Perhaps the madness of Florida in 2000 should have taught us at the start: Nothing in politics this decade was going to be easy.
Stubborn divisions survived earth-shattering political events. Sept. 11, 2001 stunned the nation and reconfigured its politics; two wars united, then divided, the nation and its voters; Hurricane Katrina fueled frustration and anger at the federal government; the worst financial crisis in generations brought the economy back as the top political issue.
Along the way, history was made: The son of a president was elected to the office himself for the first time in nearly two centuries. He did it by losing the popular vote but winning the Electoral College -- a feat not accomplished in more than a century.
Then something even more remarkable happened: The nation elected its first African-American president, elevating a man who started the decade as a little-known state lawmaker over a former first lady and a decorated war hero.

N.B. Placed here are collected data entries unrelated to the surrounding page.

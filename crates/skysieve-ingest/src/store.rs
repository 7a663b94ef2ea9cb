//! SQLite-backed post index.
//!
//! The index holds one row per accepted post, keyed by record URI, plus the
//! stream cursor checkpoint used to resume after a restart.
//!
//! Both mutation primitives are idempotent: deletes are no-ops for absent
//! URIs, and upserts are insert-if-absent. Replaying an event after a crash
//! mid-write-set is therefore always safe; the pipeline relies on this for
//! its at-least-once delivery contract. Deletes are applied before upserts
//! within a write-set, so a delete and re-create of the same URI in one event
//! leaves the row present.

use std::path::Path;

use chrono::{DateTime, Utc};
use metrics::counter;
use parking_lot::Mutex;
use rusqlite::Connection;
use skysieve_core::{IndexedPost, WriteSet};

use crate::error::{Error, Result};

/// Current schema version. Increment when making breaking changes.
const SCHEMA_VERSION: i32 = 1;

/// Cursor checkpoint key for the commit stream.
const CURSOR_KEY: &str = "commit_stream";

/// SQLite-backed post index and cursor checkpoint.
///
/// Thread-safe: the connection sits behind a mutex, and every statement is
/// individually atomic.
pub struct PostStore {
    conn: Mutex<Connection>,
}

impl PostStore {
    /// Open or create the index at the given path.
    pub fn open<P: AsRef<Path>>(path: P) -> Result<Self> {
        let path = path.as_ref();
        if let Some(parent) = path.parent() {
            std::fs::create_dir_all(parent)?;
        }

        let conn = Connection::open(path)?;
        // WAL for concurrent readers (the feed API reads this same file)
        conn.execute_batch("PRAGMA journal_mode=WAL; PRAGMA synchronous=NORMAL;")?;
        init_schema(&conn)?;

        tracing::info!("Post index opened at {}", path.display());
        Ok(Self {
            conn: Mutex::new(conn),
        })
    }

    /// Open an in-memory index (for testing).
    pub fn open_in_memory() -> Result<Self> {
        let conn = Connection::open_in_memory()?;
        init_schema(&conn)?;
        Ok(Self {
            conn: Mutex::new(conn),
        })
    }

    /// Apply one write-set: deletes first, then upserts.
    pub fn apply(&self, write_set: &WriteSet) -> Result<()> {
        self.delete_where_uri_in(&write_set.to_delete)?;
        self.upsert_ignoring_conflicts(&write_set.to_upsert)?;
        Ok(())
    }

    /// Delete rows by URI. URIs without a row are skipped silently.
    pub fn delete_where_uri_in(&self, uris: &[String]) -> Result<()> {
        if uris.is_empty() {
            return Ok(());
        }

        let conn = self.conn.lock();
        let placeholders = vec!["?"; uris.len()].join(", ");
        let sql = format!("DELETE FROM posts WHERE uri IN ({placeholders})");
        let deleted = conn.execute(&sql, rusqlite::params_from_iter(uris.iter()))?;

        if deleted > 0 {
            counter!("store_posts_deleted_total").increment(deleted as u64);
            tracing::debug!(requested = uris.len(), deleted, "posts deleted");
        }
        Ok(())
    }

    /// Insert rows, ignoring ones whose URI is already present.
    pub fn upsert_ignoring_conflicts(&self, rows: &[IndexedPost]) -> Result<()> {
        if rows.is_empty() {
            return Ok(());
        }

        let conn = self.conn.lock();
        let mut stmt = conn.prepare_cached(
            "INSERT OR IGNORE INTO posts (uri, cid, indexed_at) VALUES (?1, ?2, ?3)",
        )?;

        let mut inserted = 0usize;
        for row in rows {
            inserted += stmt.execute(rusqlite::params![
                row.uri,
                row.cid,
                row.indexed_at.to_rfc3339(),
            ])?;
        }

        if inserted > 0 {
            counter!("store_posts_upserted_total").increment(inserted as u64);
        }
        tracing::debug!(requested = rows.len(), inserted, "posts upserted");
        Ok(())
    }

    /// Last acknowledged stream cursor, if any.
    pub fn cursor(&self) -> Result<Option<u64>> {
        let conn = self.conn.lock();
        let cursor: Option<i64> = conn
            .query_row(
                "SELECT value FROM ingest_cursor WHERE key = ?1",
                [CURSOR_KEY],
                |row| row.get(0),
            )
            .map(Some)
            .or_else(|e| match e {
                rusqlite::Error::QueryReturnedNoRows => Ok(None),
                other => Err(other),
            })?;
        Ok(cursor.map(|c| c as u64))
    }

    /// Persist the stream cursor after an event has been fully applied.
    pub fn set_cursor(&self, cursor: u64) -> Result<()> {
        let conn = self.conn.lock();
        conn.execute(
            "INSERT INTO ingest_cursor (key, value, updated_at) VALUES (?1, ?2, ?3)
             ON CONFLICT(key) DO UPDATE SET value = excluded.value, updated_at = excluded.updated_at",
            rusqlite::params![CURSOR_KEY, cursor as i64, Utc::now().to_rfc3339()],
        )?;
        Ok(())
    }

    /// Number of indexed posts.
    pub fn post_count(&self) -> Result<u64> {
        let conn = self.conn.lock();
        let count: i64 = conn.query_row("SELECT COUNT(*) FROM posts", [], |row| row.get(0))?;
        Ok(count as u64)
    }

    /// Fetch one indexed post by URI.
    pub fn get_post(&self, uri: &str) -> Result<Option<IndexedPost>> {
        let conn = self.conn.lock();
        let row = conn
            .query_row(
                "SELECT uri, cid, indexed_at FROM posts WHERE uri = ?1",
                [uri],
                |row| {
                    Ok((
                        row.get::<_, String>(0)?,
                        row.get::<_, String>(1)?,
                        row.get::<_, String>(2)?,
                    ))
                },
            )
            .map(Some)
            .or_else(|e| match e {
                rusqlite::Error::QueryReturnedNoRows => Ok(None),
                other => Err(other),
            })?;

        row.map(|(uri, cid, indexed_at)| {
            let indexed_at = DateTime::parse_from_rfc3339(&indexed_at)
                .map_err(|e| Error::Database(format!("bad indexed_at for {uri}: {e}")))?
                .with_timezone(&Utc);
            Ok(IndexedPost {
                uri,
                cid,
                indexed_at,
            })
        })
        .transpose()
    }
}

/// Initialize the database schema, creating tables on first open.
fn init_schema(conn: &Connection) -> rusqlite::Result<()> {
    conn.execute(
        "CREATE TABLE IF NOT EXISTS schema_version (version INTEGER NOT NULL)",
        [],
    )?;

    let version: i32 = conn
        .query_row("SELECT version FROM schema_version LIMIT 1", [], |row| {
            row.get(0)
        })
        .unwrap_or(0);

    if version == 0 {
        conn.execute_batch(
            r#"
            -- The filtered feed index
            CREATE TABLE IF NOT EXISTS posts (
                uri TEXT PRIMARY KEY,
                cid TEXT NOT NULL,
                indexed_at TEXT NOT NULL
            );

            -- The feed API reads newest-first
            CREATE INDEX IF NOT EXISTS idx_posts_indexed_at ON posts(indexed_at DESC);

            -- Stream position checkpoint
            CREATE TABLE IF NOT EXISTS ingest_cursor (
                key TEXT PRIMARY KEY,
                value INTEGER NOT NULL,
                updated_at TEXT NOT NULL
            );
            "#,
        )?;
        conn.execute("DELETE FROM schema_version", [])?;
        conn.execute(
            "INSERT INTO schema_version (version) VALUES (?)",
            [SCHEMA_VERSION],
        )?;
    }

    Ok(())
}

It was a decade that changed the way politics is conducted.
Trent Lott and George Allen spoke their minds and revealed a new reality.
Howard Dean showed what was possible; Barack Obama made possibilities into realities.
Arnold Schwarzenegger rode his celebrity to political office; Sarah Palin rode political office to celebrity.
The nation got its first female House speaker; the nation lost the last Kennedy brother.